Data supplied:
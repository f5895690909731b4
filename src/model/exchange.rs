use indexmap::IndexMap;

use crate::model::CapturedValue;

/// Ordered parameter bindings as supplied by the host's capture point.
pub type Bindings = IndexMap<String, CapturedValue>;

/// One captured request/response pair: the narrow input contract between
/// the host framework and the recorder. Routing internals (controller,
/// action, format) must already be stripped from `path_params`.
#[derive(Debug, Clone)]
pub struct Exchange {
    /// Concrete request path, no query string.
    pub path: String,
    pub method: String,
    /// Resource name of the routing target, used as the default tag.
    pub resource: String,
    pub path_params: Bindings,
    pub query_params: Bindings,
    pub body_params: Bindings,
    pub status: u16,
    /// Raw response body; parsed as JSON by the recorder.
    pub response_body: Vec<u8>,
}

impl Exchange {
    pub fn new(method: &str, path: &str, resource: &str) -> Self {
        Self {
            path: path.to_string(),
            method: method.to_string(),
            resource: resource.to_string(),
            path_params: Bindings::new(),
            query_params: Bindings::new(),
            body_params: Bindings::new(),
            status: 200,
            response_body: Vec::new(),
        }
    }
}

---

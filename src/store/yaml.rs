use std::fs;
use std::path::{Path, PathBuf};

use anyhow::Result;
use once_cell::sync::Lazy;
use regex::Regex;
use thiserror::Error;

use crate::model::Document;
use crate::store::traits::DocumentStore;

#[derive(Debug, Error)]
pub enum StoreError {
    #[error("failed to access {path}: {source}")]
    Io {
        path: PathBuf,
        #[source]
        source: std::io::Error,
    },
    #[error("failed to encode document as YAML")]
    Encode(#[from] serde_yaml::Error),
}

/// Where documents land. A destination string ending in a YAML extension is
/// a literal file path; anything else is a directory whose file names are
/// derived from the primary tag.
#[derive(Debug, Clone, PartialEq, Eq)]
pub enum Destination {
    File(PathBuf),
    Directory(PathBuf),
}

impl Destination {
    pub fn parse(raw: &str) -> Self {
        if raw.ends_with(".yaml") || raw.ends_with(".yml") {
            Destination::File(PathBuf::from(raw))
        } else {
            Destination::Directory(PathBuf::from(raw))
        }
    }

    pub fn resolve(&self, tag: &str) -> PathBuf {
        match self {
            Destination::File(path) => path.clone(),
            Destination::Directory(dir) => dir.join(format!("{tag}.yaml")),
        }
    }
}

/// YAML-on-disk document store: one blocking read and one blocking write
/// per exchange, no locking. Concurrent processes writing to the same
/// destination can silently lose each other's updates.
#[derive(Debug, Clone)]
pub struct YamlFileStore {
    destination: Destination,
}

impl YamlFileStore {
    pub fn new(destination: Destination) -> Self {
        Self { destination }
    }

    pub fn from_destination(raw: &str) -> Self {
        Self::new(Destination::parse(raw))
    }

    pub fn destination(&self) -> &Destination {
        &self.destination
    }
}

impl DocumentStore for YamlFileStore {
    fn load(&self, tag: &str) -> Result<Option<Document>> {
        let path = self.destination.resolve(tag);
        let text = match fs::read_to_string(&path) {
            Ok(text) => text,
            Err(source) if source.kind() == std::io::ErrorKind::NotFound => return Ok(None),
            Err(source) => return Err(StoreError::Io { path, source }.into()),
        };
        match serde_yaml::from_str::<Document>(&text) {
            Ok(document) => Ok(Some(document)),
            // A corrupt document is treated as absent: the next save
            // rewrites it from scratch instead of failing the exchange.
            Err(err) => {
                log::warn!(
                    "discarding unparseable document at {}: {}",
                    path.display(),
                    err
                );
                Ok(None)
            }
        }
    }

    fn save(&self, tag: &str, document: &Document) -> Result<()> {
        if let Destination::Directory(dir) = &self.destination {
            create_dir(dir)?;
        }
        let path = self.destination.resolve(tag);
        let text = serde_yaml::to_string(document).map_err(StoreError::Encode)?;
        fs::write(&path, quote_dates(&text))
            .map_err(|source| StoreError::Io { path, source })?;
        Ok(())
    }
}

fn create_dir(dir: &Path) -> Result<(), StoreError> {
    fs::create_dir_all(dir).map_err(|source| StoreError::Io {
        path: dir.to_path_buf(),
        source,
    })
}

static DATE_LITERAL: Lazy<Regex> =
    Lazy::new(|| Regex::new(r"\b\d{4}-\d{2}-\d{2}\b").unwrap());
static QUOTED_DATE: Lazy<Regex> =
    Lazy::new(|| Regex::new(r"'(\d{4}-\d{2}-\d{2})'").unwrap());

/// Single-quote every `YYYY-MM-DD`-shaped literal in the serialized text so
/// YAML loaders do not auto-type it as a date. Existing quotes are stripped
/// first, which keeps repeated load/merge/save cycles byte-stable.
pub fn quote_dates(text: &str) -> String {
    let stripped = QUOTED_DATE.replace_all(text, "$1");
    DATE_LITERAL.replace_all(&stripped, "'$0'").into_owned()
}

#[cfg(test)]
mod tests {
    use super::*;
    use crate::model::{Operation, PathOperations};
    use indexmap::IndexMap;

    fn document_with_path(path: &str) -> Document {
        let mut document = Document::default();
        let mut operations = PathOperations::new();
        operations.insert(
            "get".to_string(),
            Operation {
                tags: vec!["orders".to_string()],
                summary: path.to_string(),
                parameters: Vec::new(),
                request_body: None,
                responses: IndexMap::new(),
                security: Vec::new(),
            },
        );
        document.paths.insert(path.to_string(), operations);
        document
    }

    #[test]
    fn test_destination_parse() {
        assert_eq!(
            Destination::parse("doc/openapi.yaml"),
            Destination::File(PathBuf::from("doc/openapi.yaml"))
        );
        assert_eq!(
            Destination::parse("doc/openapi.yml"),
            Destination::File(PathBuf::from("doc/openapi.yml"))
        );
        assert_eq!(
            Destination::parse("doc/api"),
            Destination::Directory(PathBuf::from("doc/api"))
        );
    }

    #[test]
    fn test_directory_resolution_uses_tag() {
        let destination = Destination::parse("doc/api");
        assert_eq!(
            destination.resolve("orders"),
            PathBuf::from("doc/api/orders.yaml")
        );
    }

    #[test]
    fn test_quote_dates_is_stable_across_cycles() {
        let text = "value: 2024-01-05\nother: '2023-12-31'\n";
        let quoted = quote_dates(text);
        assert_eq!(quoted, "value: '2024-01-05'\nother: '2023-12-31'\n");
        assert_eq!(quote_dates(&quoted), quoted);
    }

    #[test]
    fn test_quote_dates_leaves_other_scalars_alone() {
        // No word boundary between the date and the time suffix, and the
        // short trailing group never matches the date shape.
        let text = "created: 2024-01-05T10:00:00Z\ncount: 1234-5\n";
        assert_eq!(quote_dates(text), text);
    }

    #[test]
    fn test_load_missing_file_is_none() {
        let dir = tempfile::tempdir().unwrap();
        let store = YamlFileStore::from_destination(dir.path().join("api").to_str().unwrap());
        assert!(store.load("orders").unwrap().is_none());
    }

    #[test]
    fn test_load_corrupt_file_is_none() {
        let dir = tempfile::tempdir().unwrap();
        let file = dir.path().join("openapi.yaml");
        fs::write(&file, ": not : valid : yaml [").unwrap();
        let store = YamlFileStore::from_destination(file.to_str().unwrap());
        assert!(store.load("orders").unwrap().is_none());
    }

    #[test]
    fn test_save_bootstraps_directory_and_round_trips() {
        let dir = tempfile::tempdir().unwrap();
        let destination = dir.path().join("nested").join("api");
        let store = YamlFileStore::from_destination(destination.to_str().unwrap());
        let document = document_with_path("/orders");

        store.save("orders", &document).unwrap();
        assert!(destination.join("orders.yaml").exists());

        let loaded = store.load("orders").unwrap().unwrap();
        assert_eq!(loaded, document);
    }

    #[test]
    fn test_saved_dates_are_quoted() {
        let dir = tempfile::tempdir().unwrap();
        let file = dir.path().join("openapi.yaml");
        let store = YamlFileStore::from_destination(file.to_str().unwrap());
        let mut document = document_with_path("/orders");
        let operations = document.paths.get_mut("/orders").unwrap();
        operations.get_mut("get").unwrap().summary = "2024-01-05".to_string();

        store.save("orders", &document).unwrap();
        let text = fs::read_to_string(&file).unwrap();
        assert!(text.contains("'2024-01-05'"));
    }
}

Task prompt:
Find every line in the records that has the word "crate". Copy those lines.

Solution to the problem:
use crate::model::CapturedValue;
use crate::model::Document;
use crate::store::traits::DocumentStore;
    use crate::model::{Operation, PathOperations};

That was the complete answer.